Yeah, most of the time it's "just" really, really obnoxious, not to mention coercive in a way that aligns with Google's interests.

Thanks, Google.

> How, in your opinion, should Google have handled the matter in a way that does not give spammers or other abusive users ways to get around the measure?

"Our anti-spam systems believe that you might be a robot. Your profile has been locked for (x) minutes. Sorry for the inconvenience. Go _here_ to learn tips & tricks for avoiding lockouts in the future." X gets exponentially ramped.

Note how vague the message is. It sacrifices the opportunity to tarpit a really dumb robot in exchange for not being awful to humans.

Based on ReCAPTCHA's design decisions, it's abundantly clear that eeking out every sliver of a percent of marginal efficacy is the priority over treating users humanely. That's why I have a problem with ReCAPTCHA.

In my opinion and experience, ReCAPTCHA isn't really, really obnoxious most of the time. I suspect that most of the time it trips up bots who have no emotional experiences whatsoever. Most of my personal encounters with it involve solving no puzzles whatsoever. With that in mind, I expect humans and their completely real reactions might not be the default case. Of course, this is speculative, as I do not have any kind of special data on the subject.

Thank you for sharing! Have you considered the possibility that presenting any message at all - especially one with a clear block time - is sending a very clear message to bot controllers? I'm sure you've considered this, and I am just failing to understand. Wouldn't that remove any real gains from being vague with tips & tricks?

Wouldn't there also be the real chance that vague tips & tricks would leave an actual human being in tears, convinced that they're just too dumb to understand them properly?

> I suspect that most of the time it trips up bots who have no emotional experiences whatsoever.

I'll bite: maybe it's good at identifying obedient drones and letting them through :)

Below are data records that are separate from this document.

use dbinit_core::schema::profiles::{PROBLEMS, USERS};
use dbinit_core::{
    CollectionState, Connector, Direction, IndexField, IndexSpec, IndexState, MemoryConnector,
    Operation, Profile, ProvisionError, Provisioner, Reachability, RetryPolicy, SchemaStore,
    StoreError,
};
use std::collections::BTreeMap;
use std::time::Duration;

fn provisioner() -> Provisioner {
    Provisioner::new(RetryPolicy::new(5, Duration::ZERO))
}

fn index_names(snapshot: &BTreeMap<String, Vec<IndexSpec>>, collection: &str) -> Vec<&'static str> {
    snapshot[collection].iter().map(|index| index.name).collect()
}

#[test]
fn fresh_database_gets_every_declared_collection_and_index() {
    let connector = MemoryConnector::new();
    let schema = Profile::Annaforces.schema();

    let report = provisioner().run(&connector, &schema, &mut |_| {}).unwrap();

    assert_eq!(report.database, "annaforces_db");
    assert_eq!(report.created_collections(), vec!["users", "problems"]);
    let snapshot = connector.snapshot("annaforces_db");
    assert_eq!(snapshot.len(), 2);
    assert_eq!(
        index_names(&snapshot, "users"),
        vec!["_id_", "idx_username_unique", "idx_email_unique"]
    );
    assert_eq!(
        index_names(&snapshot, "problems"),
        vec!["_id_", "idx_difficulty", "idx_tags"]
    );
    assert!(snapshot["users"][1..].iter().all(|index| index.unique));
    assert!(snapshot["problems"][1..].iter().all(|index| !index.unique));
}

#[test]
fn judge_profile_provisions_submissions_into_data_database() {
    let connector = MemoryConnector::new();

    provisioner()
        .run(&connector, &Profile::Judge.schema(), &mut |_| {})
        .unwrap();

    let snapshot = connector.snapshot("data");
    assert_eq!(
        snapshot.keys().map(String::as_str).collect::<Vec<_>>(),
        vec!["problems", "submissions", "users"]
    );
    assert_eq!(
        index_names(&snapshot, "submissions"),
        vec![
            "_id_",
            "idx_username",
            "idx_problem_id",
            "idx_verdict",
            "idx_username_problem_id",
            "idx_username_verdict",
            "idx_problem_id_verdict",
        ]
    );
    let compound = snapshot["submissions"]
        .iter()
        .find(|index| index.name == "idx_username_problem_id")
        .unwrap();
    assert_eq!(
        compound.fields.iter().map(|field| field.name).collect::<Vec<_>>(),
        vec!["username", "problem_id"]
    );
    assert!(connector.snapshot("annaforces_db").is_empty());
}

#[test]
fn second_run_is_a_noop_with_identical_schema() {
    let connector = MemoryConnector::new();
    let schema = Profile::Judge.schema();

    provisioner().run(&connector, &schema, &mut |_| {}).unwrap();
    let after_first = connector.snapshot("data");
    let writes_after_first = connector.schema_writes();

    let mut lines = Vec::new();
    let second = provisioner()
        .run(&connector, &schema, &mut |p| lines.push(p.to_string()))
        .unwrap();

    assert_eq!(connector.snapshot("data"), after_first);
    assert_eq!(connector.schema_writes(), writes_after_first);
    assert!(second.is_noop());
    assert!(second
        .collections
        .iter()
        .all(|collection| collection.state == CollectionState::Existing
            && collection.indexes.iter().all(|index| index.state == IndexState::Existing)));
    assert!(lines.contains(&"Collection 'users' already exists.".to_string()));
}

#[test]
fn progress_lines_follow_the_run_in_order() {
    let connector = MemoryConnector::new();
    let mut lines = Vec::new();

    provisioner()
        .run(&connector, &Profile::Annaforces.schema(), &mut |p| {
            lines.push(p.to_string())
        })
        .unwrap();

    assert_eq!(
        lines,
        vec![
            "MongoDB connection successful.",
            "Collection 'users' created.",
            "Indexes created/ensured for 'users' collection.",
            "Collection 'problems' created.",
            "Indexes created/ensured for 'problems' collection.",
            "Database initialization complete!",
            "MongoDB connection closed.",
        ]
    );
}

#[test]
fn unreachable_database_exhausts_budget_without_writes() {
    let connector = MemoryConnector::with_reachability(Reachability::Unreachable);

    let err = provisioner()
        .run(&connector, &Profile::Annaforces.schema(), &mut |_| {})
        .unwrap_err();

    assert!(matches!(err, ProvisionError::ConnectionExhausted { attempts: 5 }));
    assert_eq!(connector.connect_attempts(), 5);
    assert_eq!(connector.schema_writes(), 0);
    assert!(connector.snapshot("annaforces_db").is_empty());
    // Every half-open attempt was released, none left behind.
    assert_eq!(connector.closes(), 5);
}

#[test]
fn transient_outage_is_retried_then_provisioned() {
    let connector = MemoryConnector::with_reachability(Reachability::UnreachableFor(3));

    let report = provisioner()
        .run(&connector, &Profile::Annaforces.schema(), &mut |_| {})
        .unwrap();

    assert_eq!(connector.connect_attempts(), 4);
    assert_eq!(report.created_collections().len(), 2);
    assert_eq!(connector.closes(), 4);
}

#[test]
fn successful_run_closes_the_connection_once() {
    let connector = MemoryConnector::new();

    provisioner()
        .run(&connector, &Profile::Annaforces.schema(), &mut |_| {})
        .unwrap();

    assert_eq!(connector.connect_attempts(), 1);
    assert_eq!(connector.closes(), 1);
}

#[test]
fn conflicting_index_definition_fails_and_still_closes() {
    const MAIL: IndexField = IndexField {
        name: "mail",
        direction: Direction::Ascending,
    };
    const STALE_EMAIL_INDEX: IndexSpec = IndexSpec {
        name: "idx_email_unique",
        fields: &[MAIL],
        unique: true,
    };
    let connector = MemoryConnector::new();
    connector.seed("annaforces_db", "users", &[STALE_EMAIL_INDEX]);
    let mut lines = Vec::new();

    let err = provisioner()
        .run(&connector, &Profile::Annaforces.schema(), &mut |p| {
            lines.push(p.to_string())
        })
        .unwrap_err();

    match err {
        ProvisionError::Index {
            collection,
            index,
            source: StoreError::IndexConflict { .. },
        } => {
            assert_eq!(collection, "users");
            assert_eq!(index, "idx_email_unique");
        }
        other => panic!("unexpected error: {other}"),
    }
    assert_eq!(connector.closes(), 1);
    assert!(lines
        .iter()
        .any(|line| line.starts_with("An error occurred during database initialization")));
    assert_eq!(lines.last().unwrap(), "MongoDB connection closed.");
    // Provisioning stopped at the conflict; later collections are untouched.
    assert!(!connector.snapshot("annaforces_db").contains_key("problems"));
}

#[test]
fn invalid_schema_is_rejected_before_connecting() {
    const BROKEN: &[dbinit_core::CollectionSpec] = &[USERS, USERS];
    let connector = MemoryConnector::new();

    let err = provisioner()
        .run(
            &connector,
            &dbinit_core::Schema::new("annaforces_db", BROKEN),
            &mut |_| {},
        )
        .unwrap_err();

    assert!(matches!(err, ProvisionError::Schema(_)));
    assert_eq!(connector.connect_attempts(), 0);
}

#[test]
fn preexisting_collection_is_kept_and_indexed() {
    let connector = MemoryConnector::new();
    connector
        .connect("annaforces_db")
        .unwrap()
        .create_collection("problems")
        .unwrap();

    let report = provisioner()
        .run(&connector, &Profile::Annaforces.schema(), &mut |_| {})
        .unwrap();

    let problems = report
        .collections
        .iter()
        .find(|collection| collection.name == PROBLEMS.name)
        .unwrap();
    assert_eq!(problems.state, CollectionState::Existing);
    assert!(problems
        .indexes
        .iter()
        .all(|index| index.state == IndexState::Created));
}

#[test]
fn rejected_ping_fails_at_once_without_retry_or_writes() {
    let connector = MemoryConnector::with_reachability(Reachability::Rejecting);

    let err = provisioner()
        .run(&connector, &Profile::Annaforces.schema(), &mut |_| {})
        .unwrap_err();

    assert!(matches!(err, ProvisionError::Connect(StoreError::Rejected(_))));
    assert_eq!(err.code(), "connect_failed");
    assert_eq!(connector.connect_attempts(), 1);
    assert_eq!(connector.closes(), 1);
    assert_eq!(connector.schema_writes(), 0);
}

#[test]
fn failing_collection_create_is_returned_and_closes_once() {
    let connector = MemoryConnector::new();
    connector.fail_on(Operation::CreateCollection);
    let mut lines = Vec::new();

    let err = provisioner()
        .run(&connector, &Profile::Annaforces.schema(), &mut |p| {
            lines.push(p.to_string())
        })
        .unwrap_err();

    match err {
        ProvisionError::Collection {
            collection,
            source: StoreError::Rejected(_),
        } => assert_eq!(collection, "users"),
        other => panic!("unexpected error: {other}"),
    }
    assert_eq!(connector.closes(), 1);
    assert_eq!(connector.schema_writes(), 0);
    assert_eq!(lines.last().unwrap(), "MongoDB connection closed.");
}

#[test]
fn failing_index_listing_is_reported_as_index_work_and_closes_once() {
    let connector = MemoryConnector::new();
    connector.fail_on(Operation::IndexNames);

    let err = provisioner()
        .run(&connector, &Profile::Annaforces.schema(), &mut |_| {})
        .unwrap_err();

    match &err {
        ProvisionError::IndexList {
            collection,
            source: StoreError::Rejected(_),
        } => assert_eq!(collection, "users"),
        other => panic!("unexpected error: {other}"),
    }
    assert_eq!(err.code(), "index_list_failed");
    assert_eq!(connector.closes(), 1);
    // The collection was created before index work began.
    assert!(connector.snapshot("annaforces_db").contains_key("users"));
}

It trips up the normies in my life often enough that I suspect being technically inclined is actually a net advantage because it makes you quick to detect the problem and quick to apply workarounds. Those advantages are significant enough to outweigh even the cost of the semi-regular dance where I try to protect myself and Google jerks my chain.

> Have you considered

The fact that I phrased my proposal as a tradeoff should have strongly hinted that I did, in fact, consider.

> Wouldn't that remove any real gains from being vague with tips & tricks?

One bit of information -- locked vs not -- is hardly the same as disclosing the inner workings, or even the information inputs, of the classifier, and smart botters have access to that bit of information anyway because they've built a gaslight detector by leveraging their legions of diverse bots and endless supply of dirt cheap human labor.

Gaslighting humans is really bad. A minimal courtesy would only cost a sliver of efficacy, and ReCAPTCHA still rejects it. That decision earns it the bad will directed its way.

> In my opinion and experience, ReCAPTCHA isn't really, really obnoxious most of the time.

Do you use any sort of privacy protection while browsing? I do a few simple things like browse in private mode by default, and ReCAPTCHA just cannot deal with it. It instantly brands my connections as a bot. It is obnoxious. Using private mode shouldn't ban you from the web. There's no reason that most web sites need to save data on my computer to identify me later.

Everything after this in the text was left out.